We caught the mid-afternoon plane to Paris, with Aza-Kra in the trunk again. I checked into a hotel, left him there, and went shopping: I bought a hideous black dress with imitation-onyx trimming, a black coat with a cape, a feather muff, a tall black hat and the heaviest mourning veil I could find. At a theatrical costumer’s near the Place de l’Opera I got a reasonably lifelike old-woman mask and a heavy wig.

When he was dressed up, the effect was startling. The tall hat covered the cone, the muff covered two of his hands. There was nothing to be done about the feet, but the skirt hung almost to the ground, and I thought he would pass with luck.

We got a cab and headed for the American consulate, but halfway there I remembered about the photographs. We stopped off at an amusement arcade and I got my picture taken in a coin-operated machine. Aza-Kra was another problem—that mask wouldn’t fool anybody without the veil—but I spotted a poorly-dressed old woman and with some difficulty managed to make her understand that I was a crazy American who would pay her five hundred francs to pose for her picture. We struck a bargain at a thousand.

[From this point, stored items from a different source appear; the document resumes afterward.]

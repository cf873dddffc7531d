mod app;
mod banner;

use std::{
    fs::{self, OpenOptions},
    sync::Mutex,
};

use anyhow::{Context, Result};
use railres_core::{
    config::{self, AppConfig},
    BookingDesk,
};
use tracing_subscriber::{prelude::*, EnvFilter};

fn main() -> Result<()> {
    let (config_path, created) = config::ensure_default_config()?;
    let config = AppConfig::load()?;
    init_logging(&config)?;
    if created {
        tracing::info!(path = %config_path.display(), "Wrote default configuration");
    }
    tracing::info!(config = %config_path.display(), "Starting railway reservation console");

    let desk = BookingDesk::new();
    let mut app = app::RailApp::new(desk, config);
    app.run()?;

    println!("✓ Thank you for using Railway Reservation System!");
    println!("✓ Have a safe journey!");
    Ok(())
}

fn init_logging(config: &AppConfig) -> Result<()> {
    let log_dir = if config.log_dir.is_absolute() {
        config.log_dir.clone()
    } else {
        std::env::current_dir()?.join(&config.log_dir)
    };
    fs::create_dir_all(&log_dir)
        .with_context(|| format!("failed to create {}", log_dir.display()))?;
    let log_path = log_dir.join("railres.log");
    let log_file = OpenOptions::new()
        .create(true)
        .append(true)
        .open(&log_path)
        .with_context(|| format!("failed to open {}", log_path.display()))?;

    let env_filter = EnvFilter::try_from_default_env().unwrap_or_else(|_| EnvFilter::new("info"));

    let file_layer = tracing_subscriber::fmt::layer()
        .with_target(true)
        .with_ansi(false)
        .compact()
        .with_writer(Mutex::new(log_file));

    tracing_subscriber::registry()
        .with(env_filter)
        .with(file_layer)
        .init();

    Ok(())
}
use std::{io, time::Duration};

use anyhow::{Context, Result};
use chrono::Local;
use crossterm::{
    event::{self, Event, KeyCode, KeyEvent, KeyEventKind, KeyModifiers},
    execute,
    terminal::{disable_raw_mode, enable_raw_mode, EnterAlternateScreen, LeaveAlternateScreen},
};
use ratatui::{
    backend::CrosstermBackend,
    layout::{Alignment, Constraint, Direction, Layout, Rect},
    style::{Color, Modifier, Style},
    text::{Line, Span},
    widgets::{Block, Borders, Clear, List, ListItem, Paragraph, Wrap},
    Frame, Terminal,
};
use railres_core::{
    config::AppConfig,
    input::{parse_age, parse_class_choice, parse_fare, parse_ticket_id, parse_tier_choice},
    models::{format_amount, AcTier, TicketClass, TicketDetails, TicketId},
    BookingDesk, BookingError, BookingRequest, ValidationError,
};
use tracing::{debug, error, info};

use crate::banner;

const MAX_INPUT_LEN: usize = 64;
const LABEL_WIDTH: usize = 16;
const MENU_ITEMS: [&str; 4] = ["Book Ticket", "View Ticket", "Cancel Ticket", "Exit"];

#[derive(Debug, Clone)]
struct Theme {
    primary_fg: Color,
    accent: Color,
    muted: Color,
    success: Color,
    warning: Color,
    danger: Color,
}

impl Default for Theme {
    fn default() -> Self {
        Self {
            primary_fg: Color::White,
            accent: Color::Cyan,
            muted: Color::DarkGray,
            success: Color::Green,
            warning: Color::Yellow,
            danger: Color::Red,
        }
    }
}

#[derive(Debug, Clone, Copy, PartialEq, Eq)]
enum Screen {
    Menu,
    Book,
    View,
    Cancel,
}

#[derive(Debug, Clone, Copy, PartialEq, Eq)]
enum BookField {
    Name,
    Age,
    Train,
    Fare,
    Class,
    Tier,
}

impl BookField {
    const ALL: [BookField; 6] = [
        BookField::Name,
        BookField::Age,
        BookField::Train,
        BookField::Fare,
        BookField::Class,
        BookField::Tier,
    ];

    fn label(&self) -> &'static str {
        match self {
            BookField::Name => "Passenger Name",
            BookField::Age => "Age",
            BookField::Train => "Train Number",
            BookField::Fare => "Base Fare",
            BookField::Class => "Ticket Type",
            BookField::Tier => "AC Tier",
        }
    }

    fn index(&self) -> usize {
        BookField::ALL
            .iter()
            .position(|field| field == self)
            .unwrap_or(0)
    }

    fn for_error(err: &ValidationError) -> Option<Self> {
        match err {
            ValidationError::EmptyName => Some(BookField::Name),
            ValidationError::InvalidAge(_) => Some(BookField::Age),
            ValidationError::EmptyTrainNumber => Some(BookField::Train),
            ValidationError::InvalidFare(_) => Some(BookField::Fare),
            ValidationError::InvalidTicketClass(_) => Some(BookField::Class),
            ValidationError::Malformed { field: "age", .. } => Some(BookField::Age),
            ValidationError::Malformed { field: "fare", .. } => Some(BookField::Fare),
            ValidationError::Malformed { .. } | ValidationError::EmptyTicketId => None,
        }
    }
}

As soon as we got into the consulate waiting-room, Aza-Kra gassed everybody in the building. I locked the street door and searched the offices until I found a man with a little pile of blank passport books on the desk in front of him. He had been filling one in on a machine like a typewriter except that it had a movable plane-surface platen instead of a cylinder.

I moved him out of the way and made out two passports; one for myself, as Arthur James LeRoux; one for Aza-Kra, as Mrs. Adrienne LeRoux. I pasted on the photographs and fed them into the machine that pressed the words "Photograph attached U. S. Consulate Paris, France” into the paper, and then into the one that impressed the consular seal.

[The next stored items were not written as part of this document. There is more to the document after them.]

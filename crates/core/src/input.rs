//! Parsers turning raw prompt text into typed booking input.
//!
//! Each returns a result instead of failing; the driver re-prompts on error.
//! Range checks belong to the booking workflow, not to these functions.

use crate::{
    error::ValidationError,
    models::{AcTier, TicketClass, TierChoice},
};

/// Parse an age as a non-negative integer.
pub fn parse_age(raw: &str) -> Result<u32, ValidationError> {
    raw.trim().parse::<u32>().map_err(|_| malformed("age", raw))
}

/// Parse a fare amount. Non-finite values are rejected as malformed.
pub fn parse_fare(raw: &str) -> Result<f64, ValidationError> {
    match raw.trim().parse::<f64>() {
        Ok(value) if value.is_finite() => Ok(value),
        _ => Err(malformed("fare", raw)),
    }
}

/// Parse the ticket type menu choice: `1`/`sleeper` or `2`/`ac`.
pub fn parse_class_choice(raw: &str) -> Result<TicketClass, ValidationError> {
    let choice = raw.trim();
    match choice.to_ascii_lowercase().as_str() {
        "1" | "sleeper" => Ok(TicketClass::Sleeper),
        "2" | "ac" => Ok(TicketClass::Ac),
        _ => Err(ValidationError::InvalidTicketClass(choice.to_string())),
    }
}

/// Parse the AC tier menu choice. Digits `1`-`3` and codes `1A`-`3A` are
/// recognized; anything else is kept for the workflow to default.
pub fn parse_tier_choice(raw: &str) -> TierChoice {
    let choice = raw.trim();
    let tier = match choice {
        "1" => Some(AcTier::First),
        "2" => Some(AcTier::Second),
        "3" => Some(AcTier::Third),
        code => AcTier::from_code(code),
    };
    match tier {
        Some(tier) => TierChoice::Tier(tier),
        None => TierChoice::Unrecognized(choice.to_string()),
    }
}

/// Trim a ticket id prompt, rejecting blank input.
pub fn parse_ticket_id(raw: &str) -> Result<String, ValidationError> {
    let id = raw.trim();
    if id.is_empty() {
        Err(ValidationError::EmptyTicketId)
    } else {
        Ok(id.to_string())
    }
}

fn malformed(field: &'static str, raw: &str) -> ValidationError {
    ValidationError::Malformed {
        field,
        input: raw.trim().to_string(),
    }
}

I signed them, and filled in the blanks on the inside covers, in the taxi on the way to the Israeli consulate. The afternoon was running out, and we had a lot to do.

We went to six foreign consulates, gassed the occupants, and got a visa stamp in each one. I had the devil’s own time filling them out; I had to copy the scribbles I found in legitimate passports at each place and hope for the best. The Israeli one was surprisingly simple, but the Japanese was a horror.

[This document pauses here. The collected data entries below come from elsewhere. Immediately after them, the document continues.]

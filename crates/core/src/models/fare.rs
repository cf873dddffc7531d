//! Fare policies for the two ticket classes.

use std::fmt;

use super::TicketRecord;

/// Fixed surcharge added to every Sleeper fare.
pub const SLEEPER_SERVICE_CHARGE: f64 = 50.0;
/// Coach label printed on Sleeper tickets.
pub const SLEEPER_COACH_TYPE: &str = "Sleeper Class";
/// Passengers younger than this pay the child rate.
pub const CHILD_AGE_LIMIT: u32 = 12;
/// Passengers this age or older pay the senior rate.
pub const SENIOR_AGE: u32 = 60;
/// Share of the fare paid by children, regardless of class.
pub const CHILD_FARE_FACTOR: f64 = 0.5;
/// Share of the fare paid by Sleeper seniors.
pub const SLEEPER_SENIOR_FACTOR: f64 = 0.6;
/// Share of the fare paid by AC seniors.
pub const AC_SENIOR_FACTOR: f64 = 0.7;
/// Share of the fare returned on cancellation.
pub const REFUND_RATE: f64 = 0.8;

/// Ticket class chosen at booking time.
#[derive(Debug, Clone, Copy, PartialEq, Eq)]
pub enum TicketClass {
    /// Sleeper coach with a flat service charge.
    Sleeper,
    /// Air-conditioned coach priced by tier.
    Ac,
}

impl TicketClass {
    /// Short label used in listings.
    pub fn label(&self) -> &'static str {
        match self {
            TicketClass::Sleeper => "Sleeper",
            TicketClass::Ac => "AC",
        }
    }
}

impl fmt::Display for TicketClass {
    fn fmt(&self, f: &mut fmt::Formatter<'_>) -> fmt::Result {
        f.write_str(self.label())
    }
}

/// AC sub-category determining the fixed tier charge.
#[derive(Debug, Clone, Copy, PartialEq, Eq, Default)]
pub enum AcTier {
    /// First AC (1A).
    First,
    /// Second AC (2A).
    Second,
    /// Third AC (3A), also the fallback tier.
    #[default]
    Third,
}

impl AcTier {
    /// All tiers in menu order.
    pub const ALL: [AcTier; 3] = [AcTier::First, AcTier::Second, AcTier::Third];

    /// Tier code as printed on the ticket.
    pub fn code(&self) -> &'static str {
        match self {
            AcTier::First => "1A",
            AcTier::Second => "2A",
            AcTier::Third => "3A",
        }
    }

    /// Surcharge added to the base fare for this tier.
    pub fn charge(&self) -> f64 {
        match self {
            AcTier::First => 500.0,
            AcTier::Second => 300.0,
            AcTier::Third => 200.0,
        }
    }

    /// Menu label, e.g. `First AC (1A)`.
    pub fn label(&self) -> &'static str {
        match self {
            AcTier::First => "First AC (1A)",
            AcTier::Second => "Second AC (2A)",
            AcTier::Third => "Third AC (3A)",
        }
    }

    /// Look up a tier by its code, ignoring case and surrounding whitespace.
    pub fn from_code(code: &str) -> Option<Self> {
        let code = code.trim();
        AcTier::ALL
            .into_iter()
            .find(|tier| tier.code().eq_ignore_ascii_case(code))
    }
}

impl fmt::Display for AcTier {
    fn fmt(&self, f: &mut fmt::Formatter<'_>) -> fmt::Result {
        f.write_str(self.code())
    }
}

/// Tier selection as supplied by the caller, possibly unrecognized.
#[derive(Debug, Clone, PartialEq, Eq)]
pub enum TierChoice {
    /// A known tier.
    Tier(AcTier),
    /// Anything else; resolves to the default tier with an advisory.
    Unrecognized(String),
}

impl TierChoice {
    /// Resolve to a concrete tier, reporting when the default had to be applied.
    pub fn resolve(self) -> (AcTier, Option<Advisory>) {
        match self {
            TierChoice::Tier(tier) => (tier, None),
            TierChoice::Unrecognized(requested) => {
                let applied = AcTier::default();
                (applied, Some(Advisory::TierDefaulted { requested, applied }))
            }
        }
    }
}

impl From<AcTier> for TierChoice {
    fn from(tier: AcTier) -> Self {
        TierChoice::Tier(tier)
    }
}

/// Non-fatal notice accompanying a corrected input.
#[derive(Debug, Clone, PartialEq, Eq)]
pub enum Advisory {
    /// An unknown AC tier was replaced by the default tier.
    TierDefaulted {
        /// What the caller asked for (empty when no tier was given).
        requested: String,
        /// Tier actually used for pricing.
        applied: AcTier,
    },
}

impl fmt::Display for Advisory {
    fn fmt(&self, f: &mut fmt::Formatter<'_>) -> fmt::Result {
        match self {
            Advisory::TierDefaulted { requested, applied } if requested.trim().is_empty() => {
                write!(f, "No tier selected! Defaulting to {applied}.")
            }
            Advisory::TierDefaulted { requested, applied } => {
                write!(f, "Invalid tier '{}'! Defaulting to {applied}.", requested.trim())
            }
        }
    }
}

/// Class-specific pricing attached to every ticket at construction.
#[derive(Debug, Clone, Copy, PartialEq)]
pub enum FarePolicy {
    /// Sleeper pricing: flat service charge.
    Sleeper,
    /// AC pricing for the given tier.
    Ac {
        /// Tier fixed at booking time.
        tier: AcTier,
    },
}

impl FarePolicy {
    /// Build the policy for a class; the tier only matters for AC.
    pub fn for_class(class: TicketClass, tier: AcTier) -> Self {
        match class {
            TicketClass::Sleeper => FarePolicy::Sleeper,
            TicketClass::Ac => FarePolicy::Ac { tier },
        }
    }

    /// Class this policy prices.
    pub fn class(&self) -> TicketClass {
        match self {
            FarePolicy::Sleeper => TicketClass::Sleeper,
            FarePolicy::Ac { .. } => TicketClass::Ac,
        }
    }

    /// Fixed amount added on top of the base fare.
    pub fn surcharge(&self) -> f64 {
        match self {
            FarePolicy::Sleeper => SLEEPER_SERVICE_CHARGE,
            FarePolicy::Ac { tier } => tier.charge(),
        }
    }

    /// Multiplier for the passenger's age band. Child is checked before senior.
    pub fn discount_factor(&self, age: u32) -> f64 {
        if age < CHILD_AGE_LIMIT {
            CHILD_FARE_FACTOR
        } else if age >= SENIOR_AGE {
            match self {
                FarePolicy::Sleeper => SLEEPER_SENIOR_FACTOR,
                FarePolicy::Ac { .. } => AC_SENIOR_FACTOR,
            }
        } else {
            1.0
        }
    }

    /// Total fare for the record, unrounded.
    pub fn compute_fare(&self, record: &TicketRecord) -> f64 {
        let total = record.base_fare() + self.surcharge();
        total * self.discount_factor(record.age())
    }
}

We had dinner in our hotel room—steak for me, water and soy-bean paste, bought at a health-food store, for Aza-Kra. Just before we left for Le Bourget, I sent a cable to Eli Freeman:

Big story will have to wait spread this now all stock-yard so-called epidemic and similar phenomena due one cause step on somebody’s toe to see what I mean.

Shortly after seven o’clock we were aboard a flight bound for the Middle East.

And that was the fourth day, during which a number of things happened that I didn’t have time to add to my list until later.

Commercial and amateur fishermen along the Atlantic seaboard, from Delaware Bay as far north as Portland, suffered violent attacks whose symptoms resembled those of asthma. Some—who had been using rods or poles rather than nets—complained also of sharp pains in the jaws and hard palate. Three deaths were reported.

The “epidemic” now covered roughly half the continental United States. All livestock shipments from the West had been canceled, stockyards in the affected area were full to bursting. The President had declared a national emergency.

Lobster had disappeared completely from east-coast menus.